To those who can hear me I say, “Do not despair!” The suffering that is among us now is only the passing of greed, the bitterness of men who fear human progress. The men who hate will disappear, the dictators will succumb, and the power they have snatched from the people will return to the people.
You, the people, have the power – the power to create machines, the power to create happiness! You, the people, have the power to make this life free and beautiful, to make this life a wonderful adventure.
So – in the name of democracy – let’s use this power, let’s all unite! Let’s fight for a new world, a decent world, which gives men a chance to work, which gives youth a future and old people security.
The Great Dictator may be the movie, because the above words are worthy of Lula and of these hours. But first, in greeting the future president, what collective chant could be sung by the crowd? For the people of Recife, it could and will be a frevo, or frevos. But by whom, Capiba or Nelson Ferreira?
Evocation number one” could be sung in one more of the infinite, necessary and beautiful times.
Or “The wood that doesn’t crunch” that Ariano Suassuna loved to sing at the podium
We don’t have to choose between two beauties. The two frevos fit at different moments. But if there is any doubt, as a point of general pacification, Lula may well be greeted by the immortal Hymn of Pernambuco:
It is history and present. Before, in 2010, when he was in Recife, we heard Lula crying into the microphone.
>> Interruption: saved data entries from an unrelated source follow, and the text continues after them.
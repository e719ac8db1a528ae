mod check_in;
mod enrollment;
mod gym;
mod help_order;
mod plan;
mod student;
mod user;
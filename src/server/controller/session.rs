use axum::{extract::State, http::StatusCode, response::IntoResponse, Json};

use crate::{
    model::{
        api::ErrorDto,
        session::{LoginDto, SessionDto},
    },
    server::{error::AppError, service::session::SessionService, state::AppState},
};

pub static SESSION_TAG: &str = "session";

#[utoipa::path(
    post,
    path = "/sessions",
    tag = SESSION_TAG,
    request_body = LoginDto,
    responses(
        (status = 200, description = "Successfully authenticated", body = SessionDto),
        (status = 401, description = "Unknown email or wrong password", body = ErrorDto),
        (status = 500, description = "Internal server error", body = ErrorDto)
    ),
)]
pub async fn create_session(
    State(state): State<AppState>,
    Json(payload): Json<LoginDto>,
) -> Result<impl IntoResponse, AppError> {
    let (token, user) = SessionService::new(&state.db, &state.tokens)
        .login(&payload.email, &payload.password)
        .await?;

    Ok((
        StatusCode::OK,
        Json(SessionDto {
            token,
            user: user.into_dto(),
        }),
    ))
}
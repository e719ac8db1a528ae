use crate::server::{
    data::plan::PlanRepository,
    model::plan::{CreatePlanParams, UpdatePlanParams},
};
use sea_orm::DbErr;
use test_utils::{builder::TestBuilder, factory};

mod create;
mod delete;
mod update;
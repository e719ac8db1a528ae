use axum::{
    routing::{get, post, put},
    Router,
};
use utoipa::OpenApi;
use utoipa_swagger_ui::SwaggerUi;

use crate::server::{
    controller::{check_in, enrollment, gym, help_order, plan, session, student, user},
    state::AppState,
};

/// OpenAPI documentation for the gym-management API.
///
/// Served interactively at `/docs`, with the raw specification at
/// `/api-docs/openapi.json`.
#[derive(OpenApi)]
#[openapi(
    info(
        title = "GymDesk API",
        description = "Gym-management backend: staff sessions, students, plans, enrollments, check-ins, and help orders"
    ),
    paths(
        session::create_session,
        user::register_user,
        user::get_users,
        user::update_user,
        gym::get_gyms,
        gym::create_gym,
        gym::update_gym,
        gym::delete_gym,
        student::create_student,
        student::get_students,
        student::get_student,
        student::update_student,
        student::delete_student,
        plan::get_plans,
        plan::get_plan,
        plan::create_plan,
        plan::update_plan,
        plan::delete_plan,
        enrollment::get_enrollments,
        enrollment::create_enrollment,
        enrollment::update_enrollment,
        enrollment::delete_enrollment,
        check_in::get_check_ins,
        check_in::create_check_in,
        help_order::create_help_order,
        help_order::get_student_help_orders,
        help_order::get_unanswered_help_orders,
        help_order::answer_help_order,
        help_order::delete_help_order,
    )
)]
struct ApiDoc;

pub fn router() -> Router<AppState> {
    Router::new()
        .route("/sessions", post(session::create_session))
        .route(
            "/users",
            post(user::register_user)
                .get(user::get_users)
                .put(user::update_user),
        )
        .route(
            "/gyms",
            get(gym::get_gyms)
                .post(gym::create_gym)
                .put(gym::update_gym)
                .delete(gym::delete_gym),
        )
        .route(
            "/students",
            post(student::create_student).get(student::get_students),
        )
        .route(
            "/students/{student_id}",
            get(student::get_student)
                .put(student::update_student)
                .delete(student::delete_student),
        )
        .route(
            "/students/{student_id}/checkin",
            get(check_in::get_check_ins).post(check_in::create_check_in),
        )
        .route(
            "/students/{student_id}/help-orders",
            post(help_order::create_help_order).get(help_order::get_student_help_orders),
        )
        .route("/plans", get(plan::get_plans).post(plan::create_plan))
        .route(
            "/plans/{plan_id}",
            get(plan::get_plan)
                .put(plan::update_plan)
                .delete(plan::delete_plan),
        )
        .route(
            "/enrollments",
            get(enrollment::get_enrollments).post(enrollment::create_enrollment),
        )
        .route(
            "/enrollments/{enrollment_id}",
            put(enrollment::update_enrollment).delete(enrollment::delete_enrollment),
        )
        .route(
            "/help-orders",
            get(help_order::get_unanswered_help_orders),
        )
        .route(
            "/help-orders/{help_order_id}/answer",
            put(help_order::answer_help_order),
        )
        .route(
            "/help-orders/{help_order_id}",
            axum::routing::delete(help_order::delete_help_order),
        )
        .merge(SwaggerUi::new("/docs").url("/api-docs/openapi.json", ApiDoc::openapi()))
}
use super::*;

/// Tests writing the answer on an open order.
///
/// Expected: Ok(Some(HelpOrder)) with the answer set and the question intact
#[tokio::test]
async fn writes_answer_and_timestamp() -> Result<(), DbErr> {
    let test = TestBuilder::new()
        .with_gym_tables()
        .build()
        .await
        .unwrap();
    let db = test.db.as_ref().unwrap();

    let gym = factory::gym::create_gym(db).await?;
    let student = factory::student::create_student(db, gym.id).await?;
    let order = factory::help_order::HelpOrderFactory::new(db, student.id)
        .question("Can I freeze my membership?")
        .build()
        .await?;

    let answered_at = Utc::now();
    let answered = HelpOrderRepository::new(db)
        .answer(order.id, "Yes, for up to two months.".to_string(), answered_at)
        .await?
        .unwrap();

    assert_eq!(answered.id, order.id);
    assert_eq!(answered.question, "Can I freeze my membership?");
    assert_eq!(answered.answer.as_deref(), Some("Yes, for up to two months."));
    assert_eq!(answered.answer_at, Some(answered_at));
    assert_eq!(answered.created_at, order.created_at);

    Ok(())
}

/// Tests answering an order that does not exist.
///
/// Expected: Ok(None)
#[tokio::test]
async fn returns_none_for_missing_order() -> Result<(), DbErr> {
    let test = TestBuilder::new()
        .with_gym_tables()
        .build()
        .await
        .unwrap();
    let db = test.db.as_ref().unwrap();

    let answered = HelpOrderRepository::new(db)
        .answer(999, "No one asked.".to_string(), Utc::now())
        .await?;

    assert_eq!(answered, None);

    Ok(())
}
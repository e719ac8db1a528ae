use super::*;
use test_utils::factory;

/// Tests deleting an existing gym.
///
/// Expected: Ok(true), and the gym is no longer findable
#[tokio::test]
async fn deletes_existing_gym() -> Result<(), DbErr> {
    let test = TestBuilder::new()
        .with_table(entity::prelude::Gym)
        .build()
        .await
        .unwrap();
    let db = test.db.as_ref().unwrap();

    let gym = factory::gym::create_gym(db).await?;
    let repo = GymRepository::new(db);

    assert!(repo.delete(gym.id).await?);
    assert!(repo.find_by_id(gym.id).await?.is_none());

    Ok(())
}

/// Tests deleting a gym that does not exist.
///
/// Expected: Ok(false)
#[tokio::test]
async fn returns_false_for_missing_gym() -> Result<(), DbErr> {
    let test = TestBuilder::new()
        .with_table(entity::prelude::Gym)
        .build()
        .await
        .unwrap();
    let db = test.db.as_ref().unwrap();

    assert!(!GymRepository::new(db).delete(999).await?);

    Ok(())
}
//! Help-order business rules.
//!
//! Students ask questions through public endpoints; staff list and answer them
//! through gym-scoped ones. Only enrolled students may use the help desk, and
//! answering an order enqueues exactly one notification job.

use chrono::Utc;
use sea_orm::DatabaseConnection;

use crate::server::{
    data::{
        enrollment::EnrollmentRepository, help_order::HelpOrderRepository,
        student::StudentRepository,
    },
    error::AppError,
    model::{auth::AuthContext, help_order::HelpOrder, student::Student},
    queue::{AnswerMailPayload, Job, JobQueue},
    util::validate::has_min_chars,
};

pub struct HelpOrderService<'a> {
    db: &'a DatabaseConnection,
    queue: &'a JobQueue,
}

impl<'a> HelpOrderService<'a> {
    pub fn new(db: &'a DatabaseConnection, queue: &'a JobQueue) -> Self {
        Self { db, queue }
    }

    /// Files a question for an enrolled student.
    ///
    /// # Returns
    /// - `Ok(HelpOrder)` - The created, unanswered order
    /// - `Err(AppError::BadRequest)` - Question shorter than 3 characters
    /// - `Err(AppError::NotFound)` - Student absent
    /// - `Err(AppError::Conflict)` - Student has no enrollment
    pub async fn create(&self, student_id: i32, question: String) -> Result<HelpOrder, AppError> {
        if !has_min_chars(&question, 3) {
            return Err(AppError::BadRequest(
                "Question must be at least 3 characters".to_string(),
            ));
        }

        self.require_enrolled_student(student_id).await?;

        HelpOrderRepository::new(self.db)
            .create(student_id, question)
            .await
            .map_err(Into::into)
    }

    /// Gets all of an enrolled student's help orders, oldest first.
    pub async fn get_by_student(&self, student_id: i32) -> Result<Vec<HelpOrder>, AppError> {
        self.require_enrolled_student(student_id).await?;

        HelpOrderRepository::new(self.db)
            .get_by_student(student_id)
            .await
            .map_err(Into::into)
    }

    /// Gets the unanswered orders of the caller's gym, oldest first.
    pub async fn get_unanswered(&self, ctx: AuthContext) -> Result<Vec<HelpOrder>, AppError> {
        HelpOrderRepository::new(self.db)
            .get_unanswered_by_gym(ctx.gym_id)
            .await
            .map_err(Into::into)
    }

    /// Answers a help order of the caller's gym and enqueues the answer
    /// notification. Orders outside the gym are reported as absent.
    ///
    /// # Returns
    /// - `Ok(HelpOrder)` - The answered order with its answer timestamp set
    /// - `Err(AppError::BadRequest)` - Answer shorter than 3 characters
    /// - `Err(AppError::NotFound)` - No such order in the caller's gym
    pub async fn answer(
        &self,
        ctx: AuthContext,
        id: i32,
        answer: String,
    ) -> Result<HelpOrder, AppError> {
        if !has_min_chars(&answer, 3) {
            return Err(AppError::BadRequest(
                "Answer must be at least 3 characters".to_string(),
            ));
        }

        let repo = HelpOrderRepository::new(self.db);

        let order = repo
            .find_by_id_in_gym(id, ctx.gym_id)
            .await?
            .ok_or_else(|| AppError::NotFound("Help order not found".to_string()))?;

        let student = StudentRepository::new(self.db)
            .find_by_id(order.student_id)
            .await?
            .ok_or_else(|| AppError::NotFound("Student not found".to_string()))?;

        let answered = repo
            .answer(id, answer, Utc::now())
            .await?
            .ok_or_else(|| AppError::NotFound("Help order not found".to_string()))?;

        self.queue
            .enqueue(Job::AnswerMail(answer_payload(&student, &answered)));

        Ok(answered)
    }

    /// Deletes a help order of the caller's gym. Orders outside the gym are
    /// reported as absent.
    pub async fn delete(&self, ctx: AuthContext, id: i32) -> Result<(), AppError> {
        let repo = HelpOrderRepository::new(self.db);

        if repo.find_by_id_in_gym(id, ctx.gym_id).await?.is_none() {
            return Err(AppError::NotFound("Help order not found".to_string()));
        }

        repo.delete(id).await?;

        Ok(())
    }

    /// The help desk is only open to enrolled students.
    async fn require_enrolled_student(&self, student_id: i32) -> Result<(), AppError> {
        if StudentRepository::new(self.db)
            .find_by_id(student_id)
            .await?
            .is_none()
        {
            return Err(AppError::NotFound("Student not found".to_string()));
        }

        if !EnrollmentRepository::new(self.db)
            .exists_for_student(student_id)
            .await?
        {
            return Err(AppError::Conflict(
                "Student has no enrollment".to_string(),
            ));
        }

        Ok(())
    }
}

fn answer_payload(student: &Student, order: &HelpOrder) -> AnswerMailPayload {
    AnswerMailPayload {
        student_name: student.name.clone(),
        student_email: student.email.clone(),
        question: order.question.clone(),
        created_at: order.created_at,
        answer: order.answer.clone().unwrap_or_default(),
        answer_at: order.answer_at.unwrap_or(order.created_at),
    }
}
In the audience, thousands of listeners copied him. There, Lula’s speech lasted 33 minutes. About eighty thousand people were at Marco Zero, with emotion and truth in the president’s reunion with the people who love him. And affection and courage and the throbbing of affections are things that stir the nerves even of stones.
That day, if the reporters hadn’t looked at the crowd from a distance, they would have seen within the crowd wheelchair users asking to pass, old ladies leaning on their grandchildren, blind people groping with their canes, young people, many young people, black people, many black people, black in skin and in chest, who listened seriously and with absolute attention to the president who told them, pointing to a boy from the slum who plays the violin: “He, Daniel, just wanted an opportunity.”
In this his return now, in the face of homicides, crimes and fascist siege in Brazil, it is impossible not to remember what Lula said, when he bitterly endured an unjust imprisonment:
I am a dream builder. I dreamed that it was possible for a metalworker, without a diploma, to take care of education more than those with diplomas and competitive examinations took care of education. I dreamed that it was possible to take students from the periphery and put them in the best universities in the country. Soon we will have judges and prosecutors born in the slums, born in the periphery.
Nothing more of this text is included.